The biennial international conference on Music in Nineteenth-Century Britain was founded at the University of Hull in 1997 and will celebrate its 12th meeting in 2019.
Bookings to attend the 12th Conference in Canterbury are now open and you can register here: www.canterbury.ac.uk/mncb2019.
For many years the MNCB conference has been a crucial gathering point for scholars from a wide range of disciplines including musicology, cultural, social, and economic history, politics, sociology, and cultural geography. Work presented and honed at the conference has been published regularly in volumes of collected essays by Ashgate (see Publications) and in two seminal book series: ‘Music in Nineteenth-Century Britain’ edited for Ashgate by Bennett Zon, and ‘Music in Britain, 1600-2000’ edited for Boydell & Brewer by Byron Adams, Rachel Cowgill and Peter Holman.

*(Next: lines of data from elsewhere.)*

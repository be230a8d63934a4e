//! Public protocol structs for the HTTP endpoints (serde ready).
//! Keep this small and stable to evolve backend and mobile client independently.

use serde::{Deserialize, Serialize};

use crate::domain::{Difficulty, OpenQuestion, OpenScore};

pub const DEFAULT_OPEN_QUESTIONS: usize = 5;
pub const DEFAULT_NEXT_TOPICS: usize = 5;

#[derive(Debug, Serialize)]
pub struct HealthOut {
    pub ok: bool,
}

#[derive(Debug, Deserialize)]
pub struct CourseIn {
    #[serde(default)]
    pub topic: String,
    #[serde(default)]
    pub difficulty: Difficulty,
    #[serde(rename = "apiKey", default)]
    pub api_key: Option<String>,
}

#[derive(Debug, Deserialize)]
pub struct OpenQuestionsIn {
    #[serde(default)]
    pub topic: String,
    pub n: Option<usize>,
    #[serde(default)]
    pub difficulty: Difficulty,
    #[serde(rename = "apiKey", default)]
    pub api_key: Option<String>,
}

#[derive(Debug, Serialize)]
pub struct OpenQuestionsOut {
    pub questions: Vec<OpenQuestion>,
}

#[derive(Debug, Deserialize)]
pub struct EvaluateIn {
    pub question: String,
    #[serde(default)]
    pub answer: String,
    pub notes: Option<String>,
    #[serde(rename = "apiKey", default)]
    pub api_key: Option<String>,
}

#[derive(Debug, Deserialize)]
pub struct NextTopicsIn {
    #[serde(default)]
    pub material: String,
    pub n: Option<usize>,
    #[serde(rename = "apiKey", default)]
    pub api_key: Option<String>,
}

#[derive(Debug, Serialize)]
pub struct TopicsOut {
    pub topics: Vec<String>,
}

#[derive(Debug, Deserialize)]
pub struct CourseKeyQuery {
    pub topic: String,
    #[serde(default)]
    pub difficulty: Difficulty,
}

#[derive(Debug, Serialize)]
pub struct RemovedOut {
    pub removed: bool,
}

#[derive(Debug, Deserialize)]
pub struct ResultIn {
    pub topic: String,
    #[serde(default)]
    pub difficulty: Difficulty,
    pub score: u32,
    pub total: u32,
    /// Summed open-answer scores; counted only together with `openMax`.
    #[serde(rename = "openScore", default)]
    pub open_score: Option<u32>,
    #[serde(rename = "openMax", default)]
    pub open_max: Option<u32>,
}

impl ResultIn {
    pub fn open(&self) -> Option<OpenScore> {
        self.open_max.map(|max| OpenScore { score: self.open_score.unwrap_or(0), max })
    }
}

#[derive(Debug, Serialize)]
pub struct ResultOut {
    pub percent: u32,
    #[serde(rename = "mcPercent")]
    pub mc_percent: u32,
    #[serde(rename = "openPercent", skip_serializing_if = "Option::is_none")]
    pub open_percent: Option<u32>,
    #[serde(rename = "nextDifficulty")]
    pub next_difficulty: Difficulty,
    pub stored: bool,
}

#[derive(Debug, Serialize)]
pub struct ErrorOut {
    pub error: String,
}

#[cfg(test)]
mod tests {
    use super::*;

    #[test]
    fn course_in_defaults_and_camel_case_key() {
        let c: CourseIn = serde_json::from_str(r#"{"topic": "Mars", "apiKey": "sk"}"#).unwrap();
        assert_eq!(c.difficulty, Difficulty::Medium);
        assert_eq!(c.api_key.as_deref(), Some("sk"));

        let c: CourseIn = serde_json::from_str(r#"{"topic": "Mars", "difficulty": "эксперт"}"#).unwrap();
        assert_eq!(c.difficulty, Difficulty::Expert);
        assert!(c.api_key.is_none());
    }

    #[test]
    fn result_out_uses_client_names() {
        let v = serde_json::to_value(ResultOut {
            percent: 80,
            mc_percent: 80,
            open_percent: None,
            next_difficulty: Difficulty::Expert,
            stored: true,
        })
        .unwrap();
        assert_eq!(v["nextDifficulty"], "expert");
        assert_eq!(v["percent"], 80);
        assert!(v.get("openPercent").is_none());
    }

    #[test]
    fn result_in_open_part_needs_a_max() {
        let r: ResultIn = serde_json::from_str(r#"{"topic": "t", "score": 1, "total": 2}"#).unwrap();
        assert_eq!(r.open(), None);
        let r: ResultIn =
            serde_json::from_str(r#"{"topic": "t", "score": 1, "total": 2, "openScore": 7, "openMax": 20}"#).unwrap();
        assert_eq!(r.open(), Some(OpenScore { score: 7, max: 20 }));
    }
}
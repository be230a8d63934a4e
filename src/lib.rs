//! SmartTest backend: AI-generated study courses for the SmartTest client.
//!
//! A topic and difficulty go in; theory text plus a multiple-choice quiz come
//! out, generated by a chat-completion API reached through a chain of HTTP
//! transports. When generation is impossible an offline course is served
//! instead, so callers always get displayable content.

pub mod config;
pub mod domain;
pub mod fallback;
pub mod llm;
pub mod logic;
pub mod prompt;
pub mod protocol;
pub mod routes;
pub mod state;
pub mod store;
pub mod telemetry;
pub mod transport;
pub mod util;
pub mod validate;
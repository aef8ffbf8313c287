// ==========================================
// 整车配置规划 - 命令行入口
// ==========================================
// 命令:
//   seed                          写入演示目录 (整体替换)
//   derive <region>               以缺省输入推导概率与产量
//   validate <region> C=V ...     校验一次配置选择
//   import <path> [--merge]       导入 .json / .xlsx / .xls / .csv / CSV 目录
//   export <path>                 导出 .json,或导出为 CSV 目录
// 环境变量: VC_PLANNER_DB (数据库路径), VC_PLANNER_LOG_JSON=1 (JSON 日志)
// ==========================================

use std::path::Path;

use anyhow::{anyhow, bail, Context};
use serde::Serialize;
use vc_planner::app::{get_default_db_path, AppState};
use vc_planner::domain::{Configuration, ImportMode};
use vc_planner::{logging, sample_data};

const USAGE: &str = "用法: vc-planner <seed | derive <region> | validate <region> CLASS=CHAR... | import <path> [--merge] | export <path>>";

fn print_json<T: Serialize>(value: &T) -> anyhow::Result<()> {
    println!("{}", serde_json::to_string_pretty(value)?);
    Ok(())
}

fn is_json(path: &Path) -> bool {
    path.extension()
        .and_then(|e| e.to_str())
        .map(|e| e.eq_ignore_ascii_case("json"))
        .unwrap_or(false)
}

fn parse_selection(args: &[String]) -> anyhow::Result<Configuration> {
    let mut configuration = Configuration::new();
    for arg in args {
        let (class_id, characteristic_id) = arg
            .split_once('=')
            .ok_or_else(|| anyhow!("无法解析选择 {} (应为 CLASS=CHAR)", arg))?;
        configuration.select(class_id.trim(), characteristic_id.trim());
    }
    Ok(configuration)
}

#[tokio::main]
async fn main() -> anyhow::Result<()> {
    if std::env::var("VC_PLANNER_LOG_JSON").map(|v| v == "1").unwrap_or(false) {
        logging::init_json();
    } else {
        logging::init();
    }

    let args: Vec<String> = std::env::args().skip(1).collect();
    let Some(command) = args.first() else {
        bail!(USAGE);
    };

    let db_path = get_default_db_path();
    tracing::info!(version = vc_planner::VERSION, db_path = %db_path, "vc-planner 启动");
    let state = AppState::new(db_path).map_err(|e| anyhow!(e))?;

    match command.as_str() {
        "seed" => {
            let written = state
                .catalog_api
                .import_bundle(sample_data::sample_bundle(), ImportMode::Replace)?;
            print_json(&serde_json::json!({ "written": written }))?;
        }
        "derive" => {
            let region_id = args.get(1).context(USAGE)?;
            let inputs = state.probability_api.default_inputs(None)?;
            let result = state
                .probability_api
                .derive_probabilities(None, &inputs, region_id)?;
            print_json(&result)?;
        }
        "validate" => {
            let region_id = args.get(1).context(USAGE)?;
            let configuration = parse_selection(&args[2..])?;
            let result = state
                .configuration_api
                .evaluate_configuration(None, &configuration, region_id)?;
            print_json(&result)?;
        }
        "import" => {
            let path = Path::new(args.get(1).context(USAGE)?);
            let mode = if args.iter().any(|a| a == "--merge") {
                ImportMode::Merge
            } else {
                ImportMode::Replace
            };
            let summary = if is_json(path) {
                state.catalog_api.import_json_file(path, mode).await?
            } else {
                state.catalog_api.import_file(path, mode).await?
            };
            print_json(&summary)?;
        }
        "export" => {
            let path = Path::new(args.get(1).context(USAGE)?);
            if is_json(path) {
                let records = state.catalog_api.export_json_file(path).await?;
                print_json(&serde_json::json!({ "records": records }))?;
            } else {
                let files = state.catalog_api.export_csv_dir(path).await?;
                print_json(&files)?;
            }
        }
        other => bail!("未知命令 {}\n{}", other, USAGE),
    }

    Ok(())
}
// ==========================================
// 日志系统初始化
// ==========================================
// 使用 tracing 和 tracing-subscriber
// 支持环境变量配置日志级别
// ==========================================

use tracing_subscriber::{fmt, EnvFilter};

/// 初始化日志系统
///
/// # 环境变量
/// - RUST_LOG: 日志级别过滤器（默认: info）
///   例如: RUST_LOG=debug 或 RUST_LOG=vc_planner::engine=debug
///
/// # 示例
/// ```no_run
/// use vc_planner::logging;
/// logging::init();
/// ```
pub fn init() {
    let filter = EnvFilter::try_from_default_env().unwrap_or_else(|_| EnvFilter::new("info"));

    // CLI 输出走 stdout,日志写 stderr
    fmt()
        .with_env_filter(filter)
        .with_target(true)
        .with_line_number(true)
        .with_writer(std::io::stderr)
        .init();
}

/// 以 JSON 格式输出日志 (VC_PLANNER_LOG_JSON=1 时由 CLI 启用)
pub fn init_json() {
    let filter = EnvFilter::try_from_default_env().unwrap_or_else(|_| EnvFilter::new("info"));

    fmt()
        .json()
        .with_env_filter(filter)
        .with_writer(std::io::stderr)
        .init();
}

/// 初始化测试环境的日志系统
///
/// 使用更详细的日志级别，便于调试
pub fn init_test() {
    let _ = fmt()
        .with_env_filter(EnvFilter::new("debug"))
        .with_test_writer()
        .try_init();
}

Enriched by interdisciplinary dialogue and engaged with leading historians and cultural theorists, this body of work has made a major contribution to recent developments in musical scholarship and done much to overturn persistent notions of nineteenth-century Britain as a musical wasteland. Additionally it has long since squashed the notion that musicologists are not interested in the broad and deep contextualization of music and its significance as a cultural practice.
The conference celebrates the vitality and diversity of music-making across Britain in whatever form it took and wherever it was found, exploring its aesthetic dimensions alongside its meaning for contemporaries, its place in the global market, and its use in the promotion of political and social agendas.
To date, MNCB conferences have been held in the UK, and venue and programme committee change every two years. MNCB conferences played a catalyzing role in the founding of the North American British Music Studies Association in 2004 and have enjoyed a long and fruitful partnership with the NABMSA membership: NABMSA meetings are held every other year and alternate with the Music in Nineteenth-Century Britain conference.